-- Task instructions --
Please output the entries below without altering a single character.

-- Materials provided --
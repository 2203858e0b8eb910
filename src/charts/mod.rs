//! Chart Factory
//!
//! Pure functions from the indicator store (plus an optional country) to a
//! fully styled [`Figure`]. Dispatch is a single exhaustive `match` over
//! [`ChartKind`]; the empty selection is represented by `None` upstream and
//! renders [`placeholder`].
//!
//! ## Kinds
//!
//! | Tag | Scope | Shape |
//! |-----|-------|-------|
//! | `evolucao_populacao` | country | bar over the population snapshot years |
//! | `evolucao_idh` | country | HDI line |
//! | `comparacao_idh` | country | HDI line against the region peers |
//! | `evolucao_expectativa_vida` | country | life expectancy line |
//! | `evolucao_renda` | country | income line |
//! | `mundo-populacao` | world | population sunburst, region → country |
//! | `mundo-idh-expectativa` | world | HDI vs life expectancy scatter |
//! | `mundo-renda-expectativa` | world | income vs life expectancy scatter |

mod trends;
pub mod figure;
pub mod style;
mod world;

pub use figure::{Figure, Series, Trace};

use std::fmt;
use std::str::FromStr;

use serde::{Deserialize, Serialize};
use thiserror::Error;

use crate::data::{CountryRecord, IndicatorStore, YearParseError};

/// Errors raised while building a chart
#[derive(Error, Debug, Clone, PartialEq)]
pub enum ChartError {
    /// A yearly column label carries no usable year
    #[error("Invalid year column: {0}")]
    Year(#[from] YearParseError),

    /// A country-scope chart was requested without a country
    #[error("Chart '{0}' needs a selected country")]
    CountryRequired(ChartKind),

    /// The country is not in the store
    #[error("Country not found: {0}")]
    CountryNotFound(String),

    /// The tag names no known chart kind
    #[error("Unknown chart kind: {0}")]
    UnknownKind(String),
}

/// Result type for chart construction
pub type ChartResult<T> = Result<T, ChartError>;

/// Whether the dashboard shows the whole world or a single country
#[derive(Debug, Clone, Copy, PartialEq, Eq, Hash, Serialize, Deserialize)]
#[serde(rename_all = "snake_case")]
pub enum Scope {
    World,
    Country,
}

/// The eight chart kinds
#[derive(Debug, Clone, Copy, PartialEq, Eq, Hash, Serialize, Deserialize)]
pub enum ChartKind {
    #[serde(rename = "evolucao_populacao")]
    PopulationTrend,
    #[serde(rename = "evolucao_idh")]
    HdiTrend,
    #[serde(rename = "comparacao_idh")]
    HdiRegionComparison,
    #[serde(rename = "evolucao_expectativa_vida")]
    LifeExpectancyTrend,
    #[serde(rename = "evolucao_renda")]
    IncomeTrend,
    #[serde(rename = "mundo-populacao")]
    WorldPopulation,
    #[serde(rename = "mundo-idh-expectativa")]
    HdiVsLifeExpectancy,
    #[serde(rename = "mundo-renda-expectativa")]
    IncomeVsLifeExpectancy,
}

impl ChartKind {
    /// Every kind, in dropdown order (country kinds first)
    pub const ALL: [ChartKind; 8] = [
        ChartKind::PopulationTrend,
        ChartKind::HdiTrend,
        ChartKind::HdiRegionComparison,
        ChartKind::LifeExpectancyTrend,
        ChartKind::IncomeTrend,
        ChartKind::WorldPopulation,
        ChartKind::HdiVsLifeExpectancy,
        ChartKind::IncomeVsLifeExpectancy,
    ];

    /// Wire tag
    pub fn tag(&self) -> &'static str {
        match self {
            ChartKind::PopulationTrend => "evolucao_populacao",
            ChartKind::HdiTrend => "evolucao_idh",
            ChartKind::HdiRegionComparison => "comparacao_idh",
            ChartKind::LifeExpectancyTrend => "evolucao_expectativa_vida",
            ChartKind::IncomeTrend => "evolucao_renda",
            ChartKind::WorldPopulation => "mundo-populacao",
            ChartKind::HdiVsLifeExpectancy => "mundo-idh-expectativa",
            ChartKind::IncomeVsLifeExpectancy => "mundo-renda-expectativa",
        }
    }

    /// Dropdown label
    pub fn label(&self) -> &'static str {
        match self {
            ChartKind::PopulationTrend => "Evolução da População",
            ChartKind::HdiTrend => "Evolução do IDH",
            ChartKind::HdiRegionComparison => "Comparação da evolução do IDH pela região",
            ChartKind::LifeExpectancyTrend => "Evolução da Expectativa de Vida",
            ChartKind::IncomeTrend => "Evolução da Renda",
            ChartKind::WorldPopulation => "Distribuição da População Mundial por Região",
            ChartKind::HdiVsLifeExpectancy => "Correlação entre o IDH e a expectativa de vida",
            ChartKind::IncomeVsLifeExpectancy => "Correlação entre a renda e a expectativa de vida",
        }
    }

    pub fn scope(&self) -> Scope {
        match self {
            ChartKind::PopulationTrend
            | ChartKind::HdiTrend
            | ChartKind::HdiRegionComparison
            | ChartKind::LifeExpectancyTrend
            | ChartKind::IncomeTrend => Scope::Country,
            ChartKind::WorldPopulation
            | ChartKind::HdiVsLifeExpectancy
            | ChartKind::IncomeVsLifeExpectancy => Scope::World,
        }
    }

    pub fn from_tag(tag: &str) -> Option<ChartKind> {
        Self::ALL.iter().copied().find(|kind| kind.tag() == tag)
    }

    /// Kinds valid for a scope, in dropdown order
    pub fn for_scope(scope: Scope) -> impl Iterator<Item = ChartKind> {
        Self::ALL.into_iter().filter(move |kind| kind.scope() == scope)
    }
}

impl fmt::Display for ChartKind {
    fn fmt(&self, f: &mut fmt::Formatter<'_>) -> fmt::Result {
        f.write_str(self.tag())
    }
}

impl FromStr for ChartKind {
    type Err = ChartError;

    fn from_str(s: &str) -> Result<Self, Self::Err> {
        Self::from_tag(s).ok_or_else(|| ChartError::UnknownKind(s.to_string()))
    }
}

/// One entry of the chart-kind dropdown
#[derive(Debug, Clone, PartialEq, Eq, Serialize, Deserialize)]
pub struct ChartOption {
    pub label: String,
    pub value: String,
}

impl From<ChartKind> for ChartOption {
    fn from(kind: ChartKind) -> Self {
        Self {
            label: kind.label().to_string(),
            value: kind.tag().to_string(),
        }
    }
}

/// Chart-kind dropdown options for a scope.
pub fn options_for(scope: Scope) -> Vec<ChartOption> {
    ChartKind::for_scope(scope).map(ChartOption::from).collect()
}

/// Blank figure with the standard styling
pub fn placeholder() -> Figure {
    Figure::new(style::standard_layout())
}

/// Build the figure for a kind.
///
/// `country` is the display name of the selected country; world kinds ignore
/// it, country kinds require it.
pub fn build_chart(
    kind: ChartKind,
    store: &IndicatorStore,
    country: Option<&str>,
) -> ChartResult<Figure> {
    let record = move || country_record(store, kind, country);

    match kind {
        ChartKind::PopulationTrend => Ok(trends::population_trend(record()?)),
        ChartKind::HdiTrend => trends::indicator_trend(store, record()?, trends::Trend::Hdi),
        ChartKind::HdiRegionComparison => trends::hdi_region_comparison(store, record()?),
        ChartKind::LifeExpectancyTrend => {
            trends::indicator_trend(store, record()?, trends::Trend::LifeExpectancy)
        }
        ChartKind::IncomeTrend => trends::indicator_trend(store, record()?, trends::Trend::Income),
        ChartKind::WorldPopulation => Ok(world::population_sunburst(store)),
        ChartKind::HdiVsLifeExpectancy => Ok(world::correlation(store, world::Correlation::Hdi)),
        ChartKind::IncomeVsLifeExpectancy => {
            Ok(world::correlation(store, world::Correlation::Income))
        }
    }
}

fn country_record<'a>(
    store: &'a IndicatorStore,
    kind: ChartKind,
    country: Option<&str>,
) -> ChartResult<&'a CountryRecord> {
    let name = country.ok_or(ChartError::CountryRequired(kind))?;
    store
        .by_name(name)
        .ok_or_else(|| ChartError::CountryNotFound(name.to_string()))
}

-- Task result --
repository 2203858e0b8eb910
filename src/charts/mod.rs
//! Chart Factory
//!
//! Pure functions from the indicator store (plus an optional country) to a
//! fully styled [`Figure`]. Dispatch is a single exhaustive `match` over
//! [`ChartKind`]; the empty selection is represented by `None` upstream and
//! renders [`placeholder`].
//!
//! ## Kinds
//!
//! | Tag | Scope | Shape |
//! |-----|-------|-------|
//! | `evolucao_populacao` | country | bar over the population snapshot years |
//! | `evolucao_idh` | country | HDI line |
//! | `comparacao_idh` | country | HDI line against the region peers |
//! | `evolucao_expectativa_vida` | country | life expectancy line |
//! | `evolucao_renda` | country | income line |
//! | `mundo-populacao` | world | population sunburst, region → country |
//! | `mundo-idh-expectativa` | world | HDI vs life expectancy scatter |
//! | `mundo-renda-expectativa` | world | income vs life expectancy scatter |

mod trends;
pub mod figure;
pub mod style;
mod world;

pub use figure::{Figure, Series, Trace};

use std::fmt;
use std::str::FromStr;

use serde::{Deserialize, Serialize};
use thiserror::Error;

use crate::data::{CountryRecord, IndicatorStore, YearParseError};

/// Errors raised while building a chart
#[derive(Error, Debug, Clone, PartialEq)]
pub enum ChartError {
    /// A yearly column label carries no usable year
    #[error("Invalid year column: {0}")]
    Year(#[from] YearParseError),

    /// A country-scope chart was requested without a country
    #[error("Chart '{0}' needs a selected country")]
    CountryRequired(ChartKind),

    /// The country is not in the store
    #[error("Country not found: {0}")]
    CountryNotFound(String),

    /// The tag names no known chart kind
    #[error("Unknown chart kind: {0}")]
    UnknownKind(String),
}

/// Result type for chart construction
pub type ChartResult<T> = Result<T, ChartError>;

/// Whether the dashboard shows the whole world or a single country
#[derive(Debug, Clone, Copy, PartialEq, Eq, Hash, Serialize, Deserialize)]
#[serde(rename_all = "snake_case")]
pub enum Scope {
    World,
    Country,
}

/// The eight chart kinds
#[derive(Debug, Clone, Copy, PartialEq, Eq, Hash, Serialize, Deserialize)]
pub enum ChartKind {
    #[serde(rename = "evolucao_populacao")]
    PopulationTrend,
    #[serde(rename = "evolucao_idh")]
    HdiTrend,
    #[serde(rename = "comparacao_idh")]
    HdiRegionComparison,
    #[serde(rename = "evolucao_expectativa_vida")]
    LifeExpectancyTrend,
    #[serde(rename = "evolucao_renda")]
    IncomeTrend,
    #[serde(rename = "mundo-populacao")]
    WorldPopulation,
    #[serde(rename = "mundo-idh-expectativa")]
    HdiVsLifeExpectancy,
    #[serde(rename = "mundo-renda-expectativa")]
    IncomeVsLifeExpectancy,
}

impl ChartKind {
    /// Every kind, in dropdown order (country kinds first)
    pub const ALL: [ChartKind; 8] = [
        ChartKind::PopulationTrend,
        ChartKind::HdiTrend,
        ChartKind::HdiRegionComparison,
        ChartKind::LifeExpectancyTrend,
        ChartKind::IncomeTrend,
        ChartKind::WorldPopulation,
        ChartKind::HdiVsLifeExpectancy,
        ChartKind::IncomeVsLifeExpectancy,
    ];

    /// Wire tag
    pub fn tag(&self) -> &'static str {
        match self {
            ChartKind::PopulationTrend => "evolucao_populacao",
            ChartKind::HdiTrend => "evolucao_idh",
            ChartKind::HdiRegionComparison => "comparacao_idh",
            ChartKind::LifeExpectancyTrend => "evolucao_expectativa_vida",
            ChartKind::IncomeTrend => "evolucao_renda",
            ChartKind::WorldPopulation => "mundo-populacao",
            ChartKind::HdiVsLifeExpectancy => "mundo-idh-expectativa",
            ChartKind::IncomeVsLifeExpectancy => "mundo-renda-expectativa",
        }
    }

    /// Dropdown label
    pub fn label(&self) -> &'static str {
        match self {
            ChartKind::PopulationTrend => "Evolução da População",
            ChartKind::HdiTrend => "Evolução do IDH",
            ChartKind::HdiRegionComparison => "Comparação da evolução do IDH pela região",
            ChartKind::LifeExpectancyTrend => "Evolução da Expectativa de Vida",
            ChartKind::IncomeTrend => "Evolução da Renda",
            ChartKind::WorldPopulation => "Distribuição da População Mundial por Região",
            ChartKind::HdiVsLifeExpectancy => "Correlação entre o IDH e a expectativa de vida",
            ChartKind::IncomeVsLifeExpectancy => "Correlação entre a renda e a expectativa de vida",
        }
    }

    pub fn scope(&self) -> Scope {
        match self {
            ChartKind::PopulationTrend
            | ChartKind::HdiTrend
            | ChartKind::HdiRegionComparison
            | ChartKind::LifeExpectancyTrend
            | ChartKind::IncomeTrend => Scope::Country,
            ChartKind::WorldPopulation
            | ChartKind::HdiVsLifeExpectancy
            | ChartKind::IncomeVsLifeExpectancy => Scope::World,
        }
    }

    pub fn from_tag(tag: &str) -> Option<ChartKind> {
        Self::ALL.iter().copied().find(|kind| kind.tag() == tag)
    }

    /// Kinds valid for a scope, in dropdown order
    pub fn for_scope(scope: Scope) -> impl Iterator<Item = ChartKind> {
        Self::ALL.into_iter().filter(move |kind| kind.scope() == scope)
    }
}

impl fmt::Display for ChartKind {
    fn fmt(&self, f: &mut fmt::Formatter<'_>) -> fmt::Result {
        f.write_str(self.tag())
    }
}

impl FromStr for ChartKind {
    type Err = ChartError;

    fn from_str(s: &str) -> Result<Self, Self::Err> {
        Self::from_tag(s).ok_or_else(|| ChartError::UnknownKind(s.to_string()))
    }
}

/// One entry of the chart-kind dropdown
#[derive(Debug, Clone, PartialEq, Eq, Serialize, Deserialize)]
pub struct ChartOption {
    pub label: String,
    pub value: String,
}

impl From<ChartKind> for ChartOption {
    fn from(kind: ChartKind) -> Self {
        Self {
            label: kind.label().to_string(),
            value: kind.tag().to_string(),
        }
    }
}

/// Chart-kind dropdown options for a scope.
pub fn options_for(scope: Scope) -> Vec<ChartOption> {
    ChartKind::for_scope(scope).map(ChartOption::from).collect()
}

/// Blank figure with the standard styling
pub fn placeholder() -> Figure {
    Figure::new(style::standard_layout())
}

/// Build the figure for a kind.
///
/// `country` is the display name of the selected country; world kinds ignore
/// it, country kinds require it.
pub fn build_chart(
    kind: ChartKind,
    store: &IndicatorStore,
    country: Option<&str>,
) -> ChartResult<Figure> {
    let record = move || country_record(store, kind, country);

    match kind {
        ChartKind::PopulationTrend => Ok(trends::population_trend(record()?)),
        ChartKind::HdiTrend => trends::indicator_trend(store, record()?, trends::Trend::Hdi),
        ChartKind::HdiRegionComparison => trends::hdi_region_comparison(store, record()?),
        ChartKind::LifeExpectancyTrend => {
            trends::indicator_trend(store, record()?, trends::Trend::LifeExpectancy)
        }
        ChartKind::IncomeTrend => trends::indicator_trend(store, record()?, trends::Trend::Income),
        ChartKind::WorldPopulation => Ok(world::population_sunburst(store)),
        ChartKind::HdiVsLifeExpectancy => Ok(world::correlation(store, world::Correlation::Hdi)),
        ChartKind::IncomeVsLifeExpectancy => {
            Ok(world::correlation(store, world::Correlation::Income))
        }
    }
}

fn country_record<'a>(
    store: &'a IndicatorStore,
    kind: ChartKind,
    country: Option<&str>,
) -> ChartResult<&'a CountryRecord> {
    let name = country.ok_or(ChartError::CountryRequired(kind))?;
    store
        .by_name(name)
        .ok_or_else(|| ChartError::CountryNotFound(name.to_string()))
}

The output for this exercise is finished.